After a 7-month period of remarkably low volatility in the global crude oil markets, the last two weeks have seen a return of turbulence. The sudden correction that has hit stock markets around the world has in turn diminished stability where crude is concerned. A 10 percent drop in the Dow Jones Industrial average was met by a 10 percent drop in the price for WTI, as a strengthening dollar, a jump in the U.S. rig count and the preliminary announcement by the U.S. Energy Information Administration (EIA) that domestic production set a new record of 10.25 million barrels of oil per day during the final week in January led to a predictable reaction in the trader and investor communities.

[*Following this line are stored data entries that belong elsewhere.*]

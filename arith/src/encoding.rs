//! The three fixed-width sign encodings of signed integers: direct
//! (sign-magnitude), inverse (ones' complement) and additional
//! (two's complement).
//!
//! Each encoding lives in its own module ([`direct`], [`ones`],
//! [`twos`]) whose functions have the signatures natural to that
//! encoding.  [`Encoding`] selects one of them at run time and
//! offers the same operations with uniform signatures.

use std::fmt::{self, Display, Formatter};
use std::ops::RangeInclusive;
use std::str::FromStr;

use serde::Serialize;
use tracing::{event, Level};

use super::bitvector::BitVector;
use super::division::{self, DivisionMode};
use super::error::Error;
use super::primitives::{multiply_magnitudes, same_width};

pub mod direct;
pub mod ones;
pub mod twos;


/// The widest codeword which can be encoded or decoded.  Decoded
/// values must fit an `i64`.
pub const MAX_WIDTH: usize = 64;

/// A sign encoding.
#[derive(Clone, Copy, Debug, PartialEq, Eq, Hash, PartialOrd, Ord, Serialize)]
#[serde(rename_all = "kebab-case")]
pub enum Encoding {
    /// Sign-magnitude: one sign digit followed by the absolute value.
    Direct,
    /// Negative values are the bitwise complement of the positive
    /// codeword.
    OnesComplement,
    /// Negative values are the bitwise complement of the positive
    /// codeword, plus one.
    TwosComplement,
}

/// The outcome of an addition (or subtraction) in some encoding.
#[derive(Clone, Debug, PartialEq, Eq, Hash, Serialize)]
pub struct Sum {
    pub bits: BitVector,
    /// Set when both operands had the same sign digit but the
    /// result's sign digit differs (only the complement encodings
    /// report overflow this way; sign-magnitude addition fails with
    /// [`Error::Overflow`] instead).
    pub overflow: bool,
}

/// Checks that a codeword width has room for a sign and at least one
/// magnitude digit, and that its values fit an `i64`.
pub(crate) fn check_width(width: usize) -> Result<(), Error> {
    if (2..=MAX_WIDTH).contains(&width) {
        Ok(())
    } else {
        Err(Error::InvalidWidth(width))
    }
}

/// Complement-encoding overflow: the operands agree in sign but the
/// result does not.
pub(crate) fn sign_overflow(a: &BitVector, b: &BitVector, result: &BitVector) -> bool {
    a.sign_bit() == b.sign_bit() && result.sign_bit() != a.sign_bit()
}

/// Prefixes a decimal quotient with a minus sign when the operands'
/// sign digits differ.  A zero quotient keeps its sign, so `0 ÷ -5`
/// is `-0.00000`.
fn signed_decimal(negative: bool, quotient: String) -> String {
    if negative {
        format!("-{quotient}")
    } else {
        quotient
    }
}

impl Encoding {
    pub const ALL: [Encoding; 3] = [
        Encoding::Direct,
        Encoding::OnesComplement,
        Encoding::TwosComplement,
    ];

    pub const fn name(&self) -> &'static str {
        match self {
            Encoding::Direct => "direct",
            Encoding::OnesComplement => "ones' complement",
            Encoding::TwosComplement => "two's complement",
        }
    }

    /// The values representable in a codeword of `width` digits.
    pub fn range(&self, width: usize) -> RangeInclusive<i64> {
        let magnitude_bits = width.clamp(1, MAX_WIDTH) - 1;
        let largest: i128 = (1_i128 << magnitude_bits) - 1;
        let smallest: i128 = match self {
            Encoding::Direct | Encoding::OnesComplement => -largest,
            Encoding::TwosComplement => -largest - 1,
        };
        // Both bounds are within i64 since magnitude_bits <= 63.
        (smallest as i64)..=(largest as i64)
    }

    pub(crate) fn check_range(&self, value: i64, width: usize) -> Result<(), Error> {
        check_width(width)?;
        if self.range(width).contains(&value) {
            Ok(())
        } else {
            Err(Error::OutOfRange {
                value,
                width,
                encoding: *self,
            })
        }
    }

    /// Converts `value` to a codeword of `width` digits.
    pub fn encode(&self, value: i64, width: usize) -> Result<BitVector, Error> {
        match self {
            Encoding::Direct => direct::encode(value, width),
            Encoding::OnesComplement => ones::encode(value, width),
            Encoding::TwosComplement => twos::encode(value, width),
        }
    }

    /// Converts a codeword back to its value.  Both zeros of the
    /// direct and ones' complement encodings decode to 0.
    pub fn decode(&self, codeword: &BitVector) -> Result<i64, Error> {
        match self {
            Encoding::Direct => direct::decode(codeword),
            Encoding::OnesComplement => ones::decode(codeword),
            Encoding::TwosComplement => twos::decode(codeword),
        }
    }

    /// The absolute value of a codeword, as an unsigned bit vector of
    /// the codeword's width.
    pub fn magnitude(&self, codeword: &BitVector) -> Result<BitVector, Error> {
        match self {
            Encoding::Direct => direct::magnitude(codeword),
            Encoding::OnesComplement => ones::magnitude(codeword),
            Encoding::TwosComplement => twos::magnitude(codeword),
        }
    }

    /// Builds the codeword with the given sign whose magnitude is
    /// `magnitude`; the codeword is one digit wider than `magnitude`.
    pub(crate) fn from_magnitude(&self, negative: bool, magnitude: &BitVector) -> BitVector {
        match self {
            Encoding::Direct => direct::from_magnitude(negative, magnitude),
            Encoding::OnesComplement => ones::from_magnitude(negative, magnitude),
            Encoding::TwosComplement => twos::from_magnitude(negative, magnitude),
        }
    }

    /// The codeword of the opposite value.
    pub fn negate(&self, codeword: &BitVector) -> Result<BitVector, Error> {
        match self {
            Encoding::Direct => direct::negate(codeword),
            Encoding::OnesComplement => ones::negate(codeword),
            Encoding::TwosComplement => twos::negate(codeword),
        }
    }

    pub fn add(&self, a: &BitVector, b: &BitVector) -> Result<Sum, Error> {
        match self {
            Encoding::Direct => direct::add(a, b).map(|bits| Sum {
                bits,
                overflow: false,
            }),
            Encoding::OnesComplement => {
                let bits = ones::add(a, b)?;
                let overflow = sign_overflow(a, b, &bits);
                Ok(Sum { bits, overflow })
            }
            Encoding::TwosComplement => {
                twos::add(a, b).map(|(bits, overflow)| Sum { bits, overflow })
            }
        }
    }

    /// Computes `a - b` as `a + (-b)`.
    pub fn subtract(&self, a: &BitVector, b: &BitVector) -> Result<Sum, Error> {
        let negated = self.negate(b)?;
        self.add(a, &negated)
    }

    /// Multiplies two codewords, giving a codeword of `product_width`
    /// digits whose magnitude is the low `product_width - 1` digits
    /// of the product of the magnitudes.
    pub fn multiply(
        &self,
        a: &BitVector,
        b: &BitVector,
        product_width: usize,
    ) -> Result<BitVector, Error> {
        match self {
            Encoding::Direct => direct::multiply(a, b, product_width),
            Encoding::OnesComplement => ones::multiply(a, b, product_width),
            Encoding::TwosComplement => twos::multiply(a, b, product_width),
        }
    }

    /// Fractional-preview division (see [`division::divide_magnitudes`]):
    /// the smaller magnitude is divided by the larger, and the sign
    /// is negative when the operands' sign digits differ.
    pub fn divide(&self, a: &BitVector, b: &BitVector, precision: usize) -> Result<String, Error> {
        match self {
            Encoding::Direct => direct::divide(a, b, precision),
            Encoding::OnesComplement => ones::divide(a, b, precision),
            Encoding::TwosComplement => twos::divide(a, b, precision),
        }
    }

    /// Signed `a ÷ b` as a decimal string.
    pub fn divide_exact(
        &self,
        a: &BitVector,
        b: &BitVector,
        precision: usize,
    ) -> Result<String, Error> {
        divide_signed(*self, a, b, precision, DivisionMode::Exact)
    }
}

/// Multiplication shared by all the encodings: the sign is the XOR of
/// the sign digits, and the magnitudes are multiplied as unsigned
/// numbers.
pub(crate) fn multiply_signed(
    encoding: Encoding,
    a: &BitVector,
    b: &BitVector,
    product_width: usize,
) -> Result<BitVector, Error> {
    same_width(a, b)?;
    check_width(product_width)?;
    let negative = a.sign_bit() != b.sign_bit();
    let product = multiply_magnitudes(&encoding.magnitude(a)?, &encoding.magnitude(b)?);
    let magnitude_width = product_width - 1;
    if product.significant_bits() > magnitude_width {
        event!(
            Level::DEBUG,
            "{} product {} of {} and {} truncated to {} magnitude bits",
            encoding,
            product,
            a,
            b,
            magnitude_width
        );
    }
    let magnitude = product.resize(magnitude_width)?;
    Ok(encoding.from_magnitude(negative, &magnitude))
}

/// Division shared by all the encodings.
pub(crate) fn divide_signed(
    encoding: Encoding,
    a: &BitVector,
    b: &BitVector,
    precision: usize,
    mode: DivisionMode,
) -> Result<String, Error> {
    same_width(a, b)?;
    check_width(a.width())?;
    let negative = a.sign_bit() != b.sign_bit();
    let quotient = division::divide_with_mode(
        &encoding.magnitude(a)?,
        &encoding.magnitude(b)?,
        precision,
        mode,
    )?;
    Ok(signed_decimal(negative, quotient))
}

impl Display for Encoding {
    fn fmt(&self, f: &mut Formatter<'_>) -> Result<(), fmt::Error> {
        f.pad(self.name())
    }
}

/// Signals that a string does not name an encoding.
#[derive(Debug, Clone, PartialEq, Eq)]
pub struct UnknownEncodingName(String);

impl Display for UnknownEncodingName {
    fn fmt(&self, f: &mut Formatter<'_>) -> Result<(), fmt::Error> {
        write!(f, "unknown encoding name '{}'", self.0)
    }
}

impl std::error::Error for UnknownEncodingName {}

impl FromStr for Encoding {
    type Err = UnknownEncodingName;

    fn from_str(s: &str) -> Result<Encoding, UnknownEncodingName> {
        match s.to_ascii_lowercase().as_str() {
            "direct" | "sign-magnitude" => Ok(Encoding::Direct),
            "ones" | "inverse" | "ones-complement" => Ok(Encoding::OnesComplement),
            "twos" | "additional" | "twos-complement" => Ok(Encoding::TwosComplement),
            _ => Err(UnknownEncodingName(s.to_string())),
        }
    }
}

Suddenly, those $55 hedge contracts some U.S. producers entered into during Q4 2017 aren’t looking so conservative after all , as it appears that the WTI price could approach that level by the end of February. But the question that keeps nagging at my mind is, are we overreacting just a little bit here? True, we’ve had a confluence of seemingly bearish signals in the last two weeks, but it’s hard to keep from wondering how much of it is actually more than offset by other, bullish signals, and how much of it might not even be real?
Let’s take the rig count as an example of a seemingly bearish signal that might not in fact even be real. Last Friday, within a couple of hours after Baker Hughes release its weekly rig count indicating a very large, 29-rig increase in a single week, the WTI price dropped by $2 per barrel,not a surprising reaction when the price had already been in a fall over the 10 previous trading days…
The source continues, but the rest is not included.